Problem description
Only lines holding "RowId" are needed; copy each of them from the data below.

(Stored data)

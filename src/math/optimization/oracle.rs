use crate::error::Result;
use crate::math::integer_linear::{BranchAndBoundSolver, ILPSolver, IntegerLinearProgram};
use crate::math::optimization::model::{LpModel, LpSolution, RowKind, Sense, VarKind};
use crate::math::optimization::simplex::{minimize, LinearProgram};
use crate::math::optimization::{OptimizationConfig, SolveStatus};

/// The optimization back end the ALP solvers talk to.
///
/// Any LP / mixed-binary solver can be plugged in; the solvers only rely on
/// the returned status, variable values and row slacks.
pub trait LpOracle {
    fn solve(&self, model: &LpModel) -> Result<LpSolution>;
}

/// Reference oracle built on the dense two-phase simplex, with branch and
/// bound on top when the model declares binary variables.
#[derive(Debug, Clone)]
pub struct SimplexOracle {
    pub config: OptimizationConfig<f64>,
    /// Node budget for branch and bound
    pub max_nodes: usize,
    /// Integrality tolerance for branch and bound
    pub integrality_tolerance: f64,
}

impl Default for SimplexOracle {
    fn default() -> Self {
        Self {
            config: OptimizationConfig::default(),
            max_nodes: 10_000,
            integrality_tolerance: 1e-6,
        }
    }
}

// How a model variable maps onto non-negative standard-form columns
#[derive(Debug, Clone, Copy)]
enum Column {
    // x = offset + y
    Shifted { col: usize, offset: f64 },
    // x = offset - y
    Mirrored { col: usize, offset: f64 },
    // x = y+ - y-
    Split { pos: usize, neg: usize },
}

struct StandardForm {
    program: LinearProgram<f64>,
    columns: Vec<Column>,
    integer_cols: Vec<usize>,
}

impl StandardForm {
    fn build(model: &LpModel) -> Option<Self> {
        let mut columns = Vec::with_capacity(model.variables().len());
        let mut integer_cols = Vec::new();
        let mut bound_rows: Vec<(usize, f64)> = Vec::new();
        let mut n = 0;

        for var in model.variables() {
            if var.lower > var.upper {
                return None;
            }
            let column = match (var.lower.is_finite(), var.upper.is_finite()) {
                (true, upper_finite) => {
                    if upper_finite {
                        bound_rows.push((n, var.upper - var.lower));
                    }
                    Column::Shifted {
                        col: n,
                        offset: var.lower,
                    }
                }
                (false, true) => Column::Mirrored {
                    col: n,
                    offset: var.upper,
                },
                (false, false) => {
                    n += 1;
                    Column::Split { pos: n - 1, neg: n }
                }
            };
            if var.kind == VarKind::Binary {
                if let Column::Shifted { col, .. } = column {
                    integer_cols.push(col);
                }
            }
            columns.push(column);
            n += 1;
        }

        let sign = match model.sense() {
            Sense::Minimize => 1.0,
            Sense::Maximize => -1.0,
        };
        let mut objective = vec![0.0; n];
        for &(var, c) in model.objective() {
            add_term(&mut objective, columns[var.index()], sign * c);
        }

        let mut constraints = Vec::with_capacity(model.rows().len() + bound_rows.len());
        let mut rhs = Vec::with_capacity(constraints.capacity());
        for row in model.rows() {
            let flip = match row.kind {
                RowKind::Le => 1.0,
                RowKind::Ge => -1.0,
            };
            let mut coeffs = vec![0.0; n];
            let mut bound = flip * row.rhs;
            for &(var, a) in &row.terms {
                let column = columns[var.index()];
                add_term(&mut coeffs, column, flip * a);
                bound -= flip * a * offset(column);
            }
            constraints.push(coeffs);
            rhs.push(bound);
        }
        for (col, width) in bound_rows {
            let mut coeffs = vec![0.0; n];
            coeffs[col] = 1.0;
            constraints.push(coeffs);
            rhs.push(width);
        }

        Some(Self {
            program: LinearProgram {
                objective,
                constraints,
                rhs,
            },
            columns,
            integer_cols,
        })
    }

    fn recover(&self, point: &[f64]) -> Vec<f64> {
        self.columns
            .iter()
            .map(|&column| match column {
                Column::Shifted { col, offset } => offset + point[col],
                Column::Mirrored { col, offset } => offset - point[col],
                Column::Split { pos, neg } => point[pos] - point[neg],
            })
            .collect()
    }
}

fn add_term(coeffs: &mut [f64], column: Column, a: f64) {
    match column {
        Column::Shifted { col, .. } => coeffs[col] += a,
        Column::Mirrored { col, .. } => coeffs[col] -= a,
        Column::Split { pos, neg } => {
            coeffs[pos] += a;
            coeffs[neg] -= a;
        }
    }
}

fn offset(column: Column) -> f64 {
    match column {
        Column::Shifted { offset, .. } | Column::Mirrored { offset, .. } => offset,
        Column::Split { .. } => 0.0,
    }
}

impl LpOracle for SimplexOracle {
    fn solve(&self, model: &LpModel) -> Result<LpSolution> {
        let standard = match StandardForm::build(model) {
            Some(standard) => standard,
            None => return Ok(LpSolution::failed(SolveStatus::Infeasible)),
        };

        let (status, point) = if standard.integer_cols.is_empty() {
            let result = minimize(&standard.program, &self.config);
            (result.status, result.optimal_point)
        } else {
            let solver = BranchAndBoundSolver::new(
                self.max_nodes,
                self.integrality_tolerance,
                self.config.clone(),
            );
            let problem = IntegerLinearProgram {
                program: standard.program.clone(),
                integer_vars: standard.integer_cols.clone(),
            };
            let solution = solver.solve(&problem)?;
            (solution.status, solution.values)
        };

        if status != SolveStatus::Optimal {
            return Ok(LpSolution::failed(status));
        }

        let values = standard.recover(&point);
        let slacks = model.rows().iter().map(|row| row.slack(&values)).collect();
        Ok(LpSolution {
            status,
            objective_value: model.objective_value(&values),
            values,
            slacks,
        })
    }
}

---

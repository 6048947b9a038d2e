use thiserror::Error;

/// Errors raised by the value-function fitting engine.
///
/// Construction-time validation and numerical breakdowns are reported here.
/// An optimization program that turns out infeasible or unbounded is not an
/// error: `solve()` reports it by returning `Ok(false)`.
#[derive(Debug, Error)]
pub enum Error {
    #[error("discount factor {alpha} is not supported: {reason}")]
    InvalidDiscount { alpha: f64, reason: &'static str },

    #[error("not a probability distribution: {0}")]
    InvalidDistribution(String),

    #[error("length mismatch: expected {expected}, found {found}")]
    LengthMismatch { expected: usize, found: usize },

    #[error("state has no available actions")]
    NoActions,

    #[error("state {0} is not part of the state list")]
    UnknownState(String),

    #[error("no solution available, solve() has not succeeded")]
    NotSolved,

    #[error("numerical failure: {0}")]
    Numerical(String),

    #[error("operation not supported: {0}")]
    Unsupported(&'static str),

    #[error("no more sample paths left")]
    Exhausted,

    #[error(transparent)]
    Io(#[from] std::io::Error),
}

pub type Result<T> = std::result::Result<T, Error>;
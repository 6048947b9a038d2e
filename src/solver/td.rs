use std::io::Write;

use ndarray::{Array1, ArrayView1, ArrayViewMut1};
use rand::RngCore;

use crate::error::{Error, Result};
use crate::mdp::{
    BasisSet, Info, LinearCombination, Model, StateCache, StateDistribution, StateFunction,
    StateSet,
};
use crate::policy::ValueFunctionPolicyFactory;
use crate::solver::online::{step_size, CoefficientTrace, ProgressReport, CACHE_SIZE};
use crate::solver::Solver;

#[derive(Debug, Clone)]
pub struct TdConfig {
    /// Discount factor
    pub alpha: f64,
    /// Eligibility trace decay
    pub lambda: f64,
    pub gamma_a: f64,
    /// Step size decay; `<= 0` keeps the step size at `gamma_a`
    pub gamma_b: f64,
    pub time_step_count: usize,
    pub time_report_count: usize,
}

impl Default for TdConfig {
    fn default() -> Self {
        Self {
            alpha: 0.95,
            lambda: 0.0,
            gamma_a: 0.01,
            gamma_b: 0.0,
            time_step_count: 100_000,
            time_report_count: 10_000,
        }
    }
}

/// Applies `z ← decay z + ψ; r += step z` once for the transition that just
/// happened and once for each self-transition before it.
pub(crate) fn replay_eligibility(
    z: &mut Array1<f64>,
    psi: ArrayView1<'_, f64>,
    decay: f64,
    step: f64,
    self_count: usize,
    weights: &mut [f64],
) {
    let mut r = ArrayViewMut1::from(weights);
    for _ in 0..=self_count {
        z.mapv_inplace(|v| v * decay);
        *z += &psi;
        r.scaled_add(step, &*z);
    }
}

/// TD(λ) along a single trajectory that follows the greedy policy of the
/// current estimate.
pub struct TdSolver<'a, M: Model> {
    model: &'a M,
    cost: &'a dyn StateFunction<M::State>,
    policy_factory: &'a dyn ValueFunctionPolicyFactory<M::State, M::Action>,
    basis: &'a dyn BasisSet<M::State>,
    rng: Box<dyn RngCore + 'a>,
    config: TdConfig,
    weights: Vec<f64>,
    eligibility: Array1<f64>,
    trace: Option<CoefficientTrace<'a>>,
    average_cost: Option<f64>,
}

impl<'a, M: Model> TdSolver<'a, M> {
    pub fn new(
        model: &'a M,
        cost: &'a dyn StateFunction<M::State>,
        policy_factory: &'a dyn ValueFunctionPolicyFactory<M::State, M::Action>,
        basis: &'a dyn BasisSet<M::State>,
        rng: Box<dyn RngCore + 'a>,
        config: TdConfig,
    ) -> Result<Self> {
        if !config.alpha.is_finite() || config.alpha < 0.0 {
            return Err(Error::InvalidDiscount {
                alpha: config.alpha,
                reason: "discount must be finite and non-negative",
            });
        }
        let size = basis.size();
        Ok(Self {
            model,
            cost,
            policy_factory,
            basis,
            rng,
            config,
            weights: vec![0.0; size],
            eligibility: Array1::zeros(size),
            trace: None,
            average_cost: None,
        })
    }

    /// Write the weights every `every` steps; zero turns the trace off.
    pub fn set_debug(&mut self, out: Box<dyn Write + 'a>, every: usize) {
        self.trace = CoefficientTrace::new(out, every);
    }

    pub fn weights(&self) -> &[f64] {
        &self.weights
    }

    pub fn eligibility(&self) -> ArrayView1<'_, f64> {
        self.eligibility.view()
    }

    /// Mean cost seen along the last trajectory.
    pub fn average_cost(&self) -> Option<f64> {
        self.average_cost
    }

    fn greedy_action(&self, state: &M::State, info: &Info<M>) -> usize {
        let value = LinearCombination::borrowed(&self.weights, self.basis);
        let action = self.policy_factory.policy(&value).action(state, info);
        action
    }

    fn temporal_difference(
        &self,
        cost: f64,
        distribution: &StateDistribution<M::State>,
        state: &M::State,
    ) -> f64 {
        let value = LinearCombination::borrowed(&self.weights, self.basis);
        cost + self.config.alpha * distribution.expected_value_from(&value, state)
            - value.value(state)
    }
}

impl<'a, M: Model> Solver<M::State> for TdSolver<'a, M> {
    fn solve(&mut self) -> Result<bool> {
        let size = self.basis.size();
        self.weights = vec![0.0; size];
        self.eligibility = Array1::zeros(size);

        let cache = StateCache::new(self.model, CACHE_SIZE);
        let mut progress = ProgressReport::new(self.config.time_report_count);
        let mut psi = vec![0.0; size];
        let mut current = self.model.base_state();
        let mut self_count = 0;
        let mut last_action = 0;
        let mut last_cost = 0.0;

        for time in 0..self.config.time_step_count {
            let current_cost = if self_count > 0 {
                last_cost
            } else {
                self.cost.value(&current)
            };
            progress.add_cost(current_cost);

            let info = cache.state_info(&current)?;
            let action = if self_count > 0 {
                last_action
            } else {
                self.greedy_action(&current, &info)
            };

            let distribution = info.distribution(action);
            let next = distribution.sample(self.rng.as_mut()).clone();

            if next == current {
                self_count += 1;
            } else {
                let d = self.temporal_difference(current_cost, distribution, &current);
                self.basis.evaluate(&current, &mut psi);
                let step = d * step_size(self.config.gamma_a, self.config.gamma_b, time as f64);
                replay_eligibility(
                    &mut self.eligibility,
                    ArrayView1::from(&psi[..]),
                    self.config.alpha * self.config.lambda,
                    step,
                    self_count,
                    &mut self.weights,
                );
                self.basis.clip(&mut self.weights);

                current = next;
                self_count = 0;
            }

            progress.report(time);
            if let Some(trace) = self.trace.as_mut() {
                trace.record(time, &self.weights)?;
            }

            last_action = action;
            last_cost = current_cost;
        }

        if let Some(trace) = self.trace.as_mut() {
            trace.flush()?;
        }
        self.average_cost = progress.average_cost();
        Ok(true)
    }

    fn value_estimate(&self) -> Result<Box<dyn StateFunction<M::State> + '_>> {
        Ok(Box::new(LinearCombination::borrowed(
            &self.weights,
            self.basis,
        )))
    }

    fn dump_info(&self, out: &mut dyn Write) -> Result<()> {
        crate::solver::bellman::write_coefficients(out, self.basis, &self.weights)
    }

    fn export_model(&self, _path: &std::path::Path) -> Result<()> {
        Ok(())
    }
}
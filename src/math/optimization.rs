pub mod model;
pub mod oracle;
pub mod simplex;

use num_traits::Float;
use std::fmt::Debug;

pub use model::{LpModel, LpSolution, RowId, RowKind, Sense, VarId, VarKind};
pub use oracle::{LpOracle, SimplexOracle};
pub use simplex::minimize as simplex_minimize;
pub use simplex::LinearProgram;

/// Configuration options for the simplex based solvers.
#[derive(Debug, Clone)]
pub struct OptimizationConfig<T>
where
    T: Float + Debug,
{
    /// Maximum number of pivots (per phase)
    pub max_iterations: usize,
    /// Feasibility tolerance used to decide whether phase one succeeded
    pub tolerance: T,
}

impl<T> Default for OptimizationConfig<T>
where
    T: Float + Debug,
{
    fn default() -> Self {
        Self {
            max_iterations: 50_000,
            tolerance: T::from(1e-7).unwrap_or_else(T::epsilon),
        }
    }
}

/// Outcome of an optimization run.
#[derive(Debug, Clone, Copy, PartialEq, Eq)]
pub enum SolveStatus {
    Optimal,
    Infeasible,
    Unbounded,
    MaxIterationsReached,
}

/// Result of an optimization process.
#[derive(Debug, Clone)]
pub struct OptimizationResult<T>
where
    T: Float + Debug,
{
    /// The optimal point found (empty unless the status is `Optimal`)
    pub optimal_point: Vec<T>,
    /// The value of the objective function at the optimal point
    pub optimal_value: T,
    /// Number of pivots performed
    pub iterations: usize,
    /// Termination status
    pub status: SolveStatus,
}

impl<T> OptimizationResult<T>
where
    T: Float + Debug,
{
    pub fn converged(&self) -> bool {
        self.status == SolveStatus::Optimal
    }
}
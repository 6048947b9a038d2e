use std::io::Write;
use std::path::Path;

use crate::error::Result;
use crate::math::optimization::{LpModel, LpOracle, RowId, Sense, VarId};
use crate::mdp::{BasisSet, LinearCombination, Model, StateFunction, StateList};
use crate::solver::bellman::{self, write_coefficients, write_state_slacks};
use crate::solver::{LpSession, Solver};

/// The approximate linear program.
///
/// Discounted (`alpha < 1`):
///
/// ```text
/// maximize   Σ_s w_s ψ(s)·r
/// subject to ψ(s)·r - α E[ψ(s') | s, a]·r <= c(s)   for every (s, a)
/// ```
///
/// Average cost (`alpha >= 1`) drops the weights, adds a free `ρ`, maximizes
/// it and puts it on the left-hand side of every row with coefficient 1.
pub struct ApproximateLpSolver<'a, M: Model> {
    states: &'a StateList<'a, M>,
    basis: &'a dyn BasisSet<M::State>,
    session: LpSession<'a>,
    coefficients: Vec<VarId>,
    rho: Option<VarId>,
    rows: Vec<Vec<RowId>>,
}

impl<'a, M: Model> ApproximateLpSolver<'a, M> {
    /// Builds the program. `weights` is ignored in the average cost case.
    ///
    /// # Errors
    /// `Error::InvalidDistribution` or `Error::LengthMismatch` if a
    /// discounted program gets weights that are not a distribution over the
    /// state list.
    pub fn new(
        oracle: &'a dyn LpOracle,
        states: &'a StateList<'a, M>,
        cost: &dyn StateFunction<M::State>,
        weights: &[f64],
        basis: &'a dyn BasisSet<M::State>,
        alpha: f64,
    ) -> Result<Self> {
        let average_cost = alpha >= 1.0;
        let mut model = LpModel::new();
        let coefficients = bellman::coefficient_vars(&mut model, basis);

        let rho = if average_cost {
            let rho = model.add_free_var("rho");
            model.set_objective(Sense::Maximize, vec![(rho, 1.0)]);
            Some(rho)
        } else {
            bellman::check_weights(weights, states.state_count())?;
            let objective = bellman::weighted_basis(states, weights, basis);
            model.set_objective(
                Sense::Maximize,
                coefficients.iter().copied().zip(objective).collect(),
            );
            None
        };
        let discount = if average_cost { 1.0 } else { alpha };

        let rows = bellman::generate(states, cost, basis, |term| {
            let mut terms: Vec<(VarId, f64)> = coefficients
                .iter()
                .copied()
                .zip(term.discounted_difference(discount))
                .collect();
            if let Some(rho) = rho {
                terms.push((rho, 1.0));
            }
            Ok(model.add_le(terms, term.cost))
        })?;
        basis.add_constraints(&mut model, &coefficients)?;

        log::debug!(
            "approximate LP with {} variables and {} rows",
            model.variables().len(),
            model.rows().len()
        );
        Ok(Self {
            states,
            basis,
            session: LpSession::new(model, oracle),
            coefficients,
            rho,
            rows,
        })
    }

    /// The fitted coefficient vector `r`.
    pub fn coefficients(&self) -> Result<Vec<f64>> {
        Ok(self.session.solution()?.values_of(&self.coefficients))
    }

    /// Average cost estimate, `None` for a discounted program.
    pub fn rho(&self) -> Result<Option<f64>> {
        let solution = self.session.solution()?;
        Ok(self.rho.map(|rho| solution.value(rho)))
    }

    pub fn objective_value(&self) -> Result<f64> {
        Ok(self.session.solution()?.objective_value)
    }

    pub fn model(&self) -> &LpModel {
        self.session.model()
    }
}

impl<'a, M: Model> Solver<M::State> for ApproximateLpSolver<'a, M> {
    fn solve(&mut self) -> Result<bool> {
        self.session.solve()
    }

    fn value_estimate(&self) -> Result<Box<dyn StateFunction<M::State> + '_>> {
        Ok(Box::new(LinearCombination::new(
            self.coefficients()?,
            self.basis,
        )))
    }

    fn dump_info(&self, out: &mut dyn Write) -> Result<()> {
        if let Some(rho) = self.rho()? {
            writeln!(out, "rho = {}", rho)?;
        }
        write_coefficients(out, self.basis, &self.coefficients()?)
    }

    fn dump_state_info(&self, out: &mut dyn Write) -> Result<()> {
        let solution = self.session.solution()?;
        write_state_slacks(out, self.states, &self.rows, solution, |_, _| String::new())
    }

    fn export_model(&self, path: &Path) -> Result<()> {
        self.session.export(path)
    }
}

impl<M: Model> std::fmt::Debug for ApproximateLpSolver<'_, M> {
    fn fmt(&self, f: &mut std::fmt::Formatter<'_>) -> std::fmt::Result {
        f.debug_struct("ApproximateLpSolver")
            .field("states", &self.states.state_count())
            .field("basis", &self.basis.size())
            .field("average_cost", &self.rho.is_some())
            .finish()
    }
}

Response area
pub use model::{LpModel, LpSolution, RowId, RowKind, Sense, VarId, VarKind};
use crate::math::optimization::{LpModel, LpOracle, RowId, Sense, VarId};
    rows: Vec<Vec<RowId>>,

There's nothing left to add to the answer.